**Extracted data entries**

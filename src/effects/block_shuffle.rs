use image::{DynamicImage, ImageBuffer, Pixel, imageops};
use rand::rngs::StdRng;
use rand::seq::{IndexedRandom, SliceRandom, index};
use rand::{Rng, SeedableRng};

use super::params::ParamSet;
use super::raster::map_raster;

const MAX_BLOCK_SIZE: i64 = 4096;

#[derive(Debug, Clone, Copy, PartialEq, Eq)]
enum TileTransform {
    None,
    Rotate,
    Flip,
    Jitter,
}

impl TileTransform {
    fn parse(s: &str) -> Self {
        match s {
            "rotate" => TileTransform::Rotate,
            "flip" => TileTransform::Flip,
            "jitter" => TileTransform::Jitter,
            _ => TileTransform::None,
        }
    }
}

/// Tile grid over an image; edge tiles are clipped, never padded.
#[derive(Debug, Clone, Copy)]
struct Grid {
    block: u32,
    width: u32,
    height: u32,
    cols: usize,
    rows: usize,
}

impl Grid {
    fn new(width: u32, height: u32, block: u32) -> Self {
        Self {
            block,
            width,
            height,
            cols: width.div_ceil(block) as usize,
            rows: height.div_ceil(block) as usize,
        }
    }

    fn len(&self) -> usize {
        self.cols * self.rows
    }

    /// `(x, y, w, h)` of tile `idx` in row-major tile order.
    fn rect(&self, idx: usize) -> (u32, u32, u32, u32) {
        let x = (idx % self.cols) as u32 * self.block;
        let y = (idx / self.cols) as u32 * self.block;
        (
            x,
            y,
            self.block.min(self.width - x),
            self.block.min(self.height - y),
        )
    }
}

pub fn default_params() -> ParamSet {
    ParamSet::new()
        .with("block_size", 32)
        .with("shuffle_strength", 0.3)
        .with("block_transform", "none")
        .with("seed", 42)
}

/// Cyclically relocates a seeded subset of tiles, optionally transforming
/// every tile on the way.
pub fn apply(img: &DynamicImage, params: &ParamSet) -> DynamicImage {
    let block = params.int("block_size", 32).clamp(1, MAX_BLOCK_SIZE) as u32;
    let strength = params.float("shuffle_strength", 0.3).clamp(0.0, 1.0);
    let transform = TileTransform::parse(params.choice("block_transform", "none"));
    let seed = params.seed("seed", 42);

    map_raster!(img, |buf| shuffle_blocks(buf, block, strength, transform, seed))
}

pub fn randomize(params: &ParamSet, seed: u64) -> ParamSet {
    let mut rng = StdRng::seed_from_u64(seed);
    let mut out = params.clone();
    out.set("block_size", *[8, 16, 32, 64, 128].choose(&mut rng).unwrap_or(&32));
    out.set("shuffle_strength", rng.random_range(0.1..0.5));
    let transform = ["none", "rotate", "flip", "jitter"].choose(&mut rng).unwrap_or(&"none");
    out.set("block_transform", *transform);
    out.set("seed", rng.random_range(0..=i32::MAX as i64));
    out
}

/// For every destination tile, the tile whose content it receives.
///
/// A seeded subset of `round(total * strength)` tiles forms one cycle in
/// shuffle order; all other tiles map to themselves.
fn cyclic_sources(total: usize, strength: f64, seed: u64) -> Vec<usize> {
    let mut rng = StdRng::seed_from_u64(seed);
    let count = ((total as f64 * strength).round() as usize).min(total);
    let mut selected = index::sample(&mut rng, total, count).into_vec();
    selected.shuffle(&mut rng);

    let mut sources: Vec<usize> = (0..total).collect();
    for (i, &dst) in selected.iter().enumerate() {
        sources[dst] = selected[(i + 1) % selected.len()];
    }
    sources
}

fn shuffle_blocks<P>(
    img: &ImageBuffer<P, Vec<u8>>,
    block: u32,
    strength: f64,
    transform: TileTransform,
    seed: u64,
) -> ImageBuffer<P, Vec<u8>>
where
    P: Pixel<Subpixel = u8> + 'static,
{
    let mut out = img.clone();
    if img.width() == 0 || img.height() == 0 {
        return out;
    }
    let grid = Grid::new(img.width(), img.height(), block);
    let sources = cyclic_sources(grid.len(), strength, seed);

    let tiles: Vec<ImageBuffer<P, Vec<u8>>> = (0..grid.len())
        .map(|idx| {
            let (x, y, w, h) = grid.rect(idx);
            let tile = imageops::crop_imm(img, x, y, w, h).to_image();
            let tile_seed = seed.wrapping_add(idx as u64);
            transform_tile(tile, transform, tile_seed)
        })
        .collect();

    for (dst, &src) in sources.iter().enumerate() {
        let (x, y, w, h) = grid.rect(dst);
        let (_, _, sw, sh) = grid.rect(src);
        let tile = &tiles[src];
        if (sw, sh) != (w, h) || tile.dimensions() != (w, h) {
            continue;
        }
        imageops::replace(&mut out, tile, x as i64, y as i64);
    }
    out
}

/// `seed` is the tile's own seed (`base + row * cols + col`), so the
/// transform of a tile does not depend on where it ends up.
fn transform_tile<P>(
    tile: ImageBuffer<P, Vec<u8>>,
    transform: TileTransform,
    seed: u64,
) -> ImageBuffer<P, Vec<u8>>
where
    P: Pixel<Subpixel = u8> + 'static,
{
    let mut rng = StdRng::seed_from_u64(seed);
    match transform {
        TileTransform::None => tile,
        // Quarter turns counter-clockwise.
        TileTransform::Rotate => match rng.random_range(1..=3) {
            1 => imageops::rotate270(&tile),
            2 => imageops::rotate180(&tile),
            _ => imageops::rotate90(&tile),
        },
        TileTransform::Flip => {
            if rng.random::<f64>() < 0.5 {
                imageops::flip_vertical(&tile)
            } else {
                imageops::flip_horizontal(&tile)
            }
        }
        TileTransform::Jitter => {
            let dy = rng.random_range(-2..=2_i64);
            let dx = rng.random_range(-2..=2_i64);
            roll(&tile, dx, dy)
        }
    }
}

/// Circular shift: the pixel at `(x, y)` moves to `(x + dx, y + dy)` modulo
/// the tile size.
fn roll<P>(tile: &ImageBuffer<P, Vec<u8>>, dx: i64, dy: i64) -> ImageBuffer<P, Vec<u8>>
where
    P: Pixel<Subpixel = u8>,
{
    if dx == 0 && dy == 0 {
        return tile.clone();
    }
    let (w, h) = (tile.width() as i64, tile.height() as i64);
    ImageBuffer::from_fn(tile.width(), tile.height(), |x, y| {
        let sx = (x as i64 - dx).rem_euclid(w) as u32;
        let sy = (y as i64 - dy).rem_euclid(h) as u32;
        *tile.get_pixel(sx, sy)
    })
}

**Try it**
Which lines above run from the one containing "one cycle in" down to the one containing "let (_, _, sw, sh) = grid.rect(src);"? Repeat exactly those, both ends included, and nothing else.

**Solution to the problem**
/// A seeded subset of `round(total * strength)` tiles forms one cycle in
/// shuffle order; all other tiles map to themselves.
fn cyclic_sources(total: usize, strength: f64, seed: u64) -> Vec<usize> {
    let mut rng = StdRng::seed_from_u64(seed);
    let count = ((total as f64 * strength).round() as usize).min(total);
    let mut selected = index::sample(&mut rng, total, count).into_vec();
    selected.shuffle(&mut rng);

    let mut sources: Vec<usize> = (0..total).collect();
    for (i, &dst) in selected.iter().enumerate() {
        sources[dst] = selected[(i + 1) % selected.len()];
    }
    sources
}

fn shuffle_blocks<P>(
    img: &ImageBuffer<P, Vec<u8>>,
    block: u32,
    strength: f64,
    transform: TileTransform,
    seed: u64,
) -> ImageBuffer<P, Vec<u8>>
where
    P: Pixel<Subpixel = u8> + 'static,
{
    let mut out = img.clone();
    if img.width() == 0 || img.height() == 0 {
        return out;
    }
    let grid = Grid::new(img.width(), img.height(), block);
    let sources = cyclic_sources(grid.len(), strength, seed);

    let tiles: Vec<ImageBuffer<P, Vec<u8>>> = (0..grid.len())
        .map(|idx| {
            let (x, y, w, h) = grid.rect(idx);
            let tile = imageops::crop_imm(img, x, y, w, h).to_image();
            let tile_seed = seed.wrapping_add(idx as u64);
            transform_tile(tile, transform, tile_seed)
        })
        .collect();

    for (dst, &src) in sources.iter().enumerate() {
        let (x, y, w, h) = grid.rect(dst);
        let (_, _, sw, sh) = grid.rect(src);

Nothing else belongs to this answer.